Il fascismo italiano rifiutava fortemente la concezione nordista e nazista della razza ariana che idealizzava gli ariani “puri” come aventi certi tratti fisici che venivano definiti nordici come la pelle chiara, o i capelli biondi, tratti non comuni tra i popoli mediterranei e italiani e i membri spesso dalla pelle olivastra della cosiddetta “razza mediterranea”.”:188 L’antipatia di Mussolini e di altri fascisti italiani verso il nordicismo era dovuta all’esistenza di tali teorie da parte di nordici tedeschi e anglosassoni che consideravano i popoli mediterranei come razzialmente degenerati.Sia il nordicismo che il razzismo biologico erano spesso considerati incompatibili con la filosofia fascista italiana dell’epoca; il nordicismo subordinava intrinsecamente gli italiani e gli altri popoli mediterranei al di sotto dei tedeschi e degli europei nord-occidentali nella gerarchia razziale proposta, e i primi fascisti italiani, compreso Mussolini, spesso consideravano la razza come un’invenzione culturale e politica piuttosto che una realtà biologica o vedevano la razza fisica come qualcosa che poteva essere superato attraverso la cultura. In un discorso tenuto a Bari nel 1934, Mussolini ribadì il suo atteggiamento verso il nordismo: “Trenta secoli di storia ci permettono di guardare con suprema pietà a certe dottrine che sono predicate al di là delle Alpi dai discendenti di coloro che erano analfabeti quando Roma aveva Cesare, Virgilio e Augusto”.

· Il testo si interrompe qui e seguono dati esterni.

// ============================================================================
// CANVAS INTERACTION: hit testing and click-and-drag of layers
// ============================================================================

use crate::layer::LayerId;
use crate::store::LayerStore;

/// Topmost visible, unlocked layer whose bounds contain the layer-space point.
pub fn hit_test(store: &LayerStore, x: f32, y: f32) -> Option<LayerId> {
    store
        .layers()
        .iter()
        .rev()
        .filter(|l| l.visible && !l.locked)
        .find(|l| l.bounds().contains(x, y))
        .map(|l| l.id)
}

#[derive(Clone, Copy, Debug, PartialEq)]
struct DragState {
    layer: LayerId,
    /// Pointer position at pointer-down, layer space.
    start: (f32, f32),
    /// Layer position at pointer-down.
    origin: (f32, f32),
}

/// Pointer state machine for the canvas. Coordinates passed in are surface
/// pixels relative to the canvas' top-left corner.
#[derive(Debug, Default)]
pub struct CanvasInteraction {
    drag: Option<DragState>,
}

impl CanvasInteraction {
    pub fn new() -> Self {
        Self::default()
    }

    pub fn is_dragging(&self) -> bool {
        self.drag.is_some()
    }

    pub fn dragged_layer(&self) -> Option<LayerId> {
        self.drag.map(|d| d.layer)
    }

    /// Select the layer under the pointer and start dragging it. A miss
    /// clears the selection.
    pub fn pointer_down(&mut self, store: &mut LayerStore, sx: f32, sy: f32) {
        let (x, y) = to_layer_space(store, sx, sy);
        let hit = hit_test(store, x, y);
        store.select(hit);
        self.drag = hit.and_then(|id| {
            let layer = store.layer(id)?;
            Some(DragState { layer: id, start: (x, y), origin: (layer.x, layer.y) })
        });
        if let Some(id) = hit {
            log::debug!("Drag start on {} at ({:.1}, {:.1})", id, x, y);
        }
    }

    /// Move the dragged layer to its original position plus the pointer delta.
    pub fn pointer_move(&mut self, store: &mut LayerStore, sx: f32, sy: f32) {
        let Some(drag) = self.drag else {
            return;
        };
        let (x, y) = to_layer_space(store, sx, sy);
        let nx = drag.origin.0 + (x - drag.start.0);
        let ny = drag.origin.1 + (y - drag.start.1);
        if store.layer(drag.layer).is_some_and(|l| (l.x, l.y) != (nx, ny)) {
            store.set_position(drag.layer, nx, ny);
        }
    }

    pub fn pointer_up(&mut self) {
        self.drag = None;
    }

    pub fn pointer_leave(&mut self) {
        self.drag = None;
    }
}

fn to_layer_space(store: &LayerStore, sx: f32, sy: f32) -> (f32, f32) {
    let zoom = store.zoom();
    (sx / zoom, sy / zoom)
}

Influenza tedesca nazista e mediterraneismo “nordista”
Dalla fine degli anni ’30 alla seconda guerra mondiale, i fascisti italiani si sono divisi nella loro posizione sul mediterraneismo. In origine, le teorie razziali nordiche di stampo nazista si trovavano solo tra un piccolo numero di frange di fascisti italiani, per lo più germanofili, antisemiti, anti-intellettuali e italiani del nord che si consideravano avere un’eredità razziale nordica o germanica lombarda; tra la maggior parte degli altri fascisti italiani, il nordicismo e l'”arianesimo nazista” rimanevano in contrasto con le teorie fasciste italiane sulla grandezza del popolo mediterraneo. Tuttavia, dal 1938, quando l’alleanza tra l’Italia fascista e la Germania nazista divenne più forte, e quando le politiche e le teorie naziste tedesche influenzarono sempre più il pensiero fascista italiano, molti fascisti italiani iniziarono ad abbracciare una nuova forma di mediterraneismo, una variante che mescolava il nordismo nazista con il mediterraneismo originale. A differenza di altre forme di mediterraneismo, questa forma basava la sua visione razziale sul nazismo e affermava che gli italiani erano parte della “razza bianca” o “razza ariana bianca” e utilizzava il suprematismo bianco per giustificare il colonialismo.
Nel 1938, pochi mesi prima di creare il Patto d’Acciaio con la Germania nazista, il governo fascista italiano creò le Leggi Razziali Italiane e ufficialmente ma gradualmente riconobbe e abbracciò il mito razziale degli italiani che avevano un patrimonio nordico ed erano di discendenza nordico-mediterranea. Secondo il Diario di Giuseppe Bottai, in una riunione con i membri del partito fascista, Mussolini dichiarò che la precedente politica di focalizzazione sul mediterraneo doveva essere sostituita da una focalizzazione sull’arianesimo.:188 Sia lo storico italiano Renzo De Felice nel suo libro La storia degli ebrei italiani sotto il fascismo (1961) che William Shirer in The Rise and Fall of the Third Reich (1960) suggeriscono che Mussolini promulgò le leggi razziali italiane e si rivolse alle teorie razziali naziste parzialmente per placare i suoi alleati tedeschi nazisti, piuttosto che per soddisfare un genuino sentimento antisemita tra il popolo italiano.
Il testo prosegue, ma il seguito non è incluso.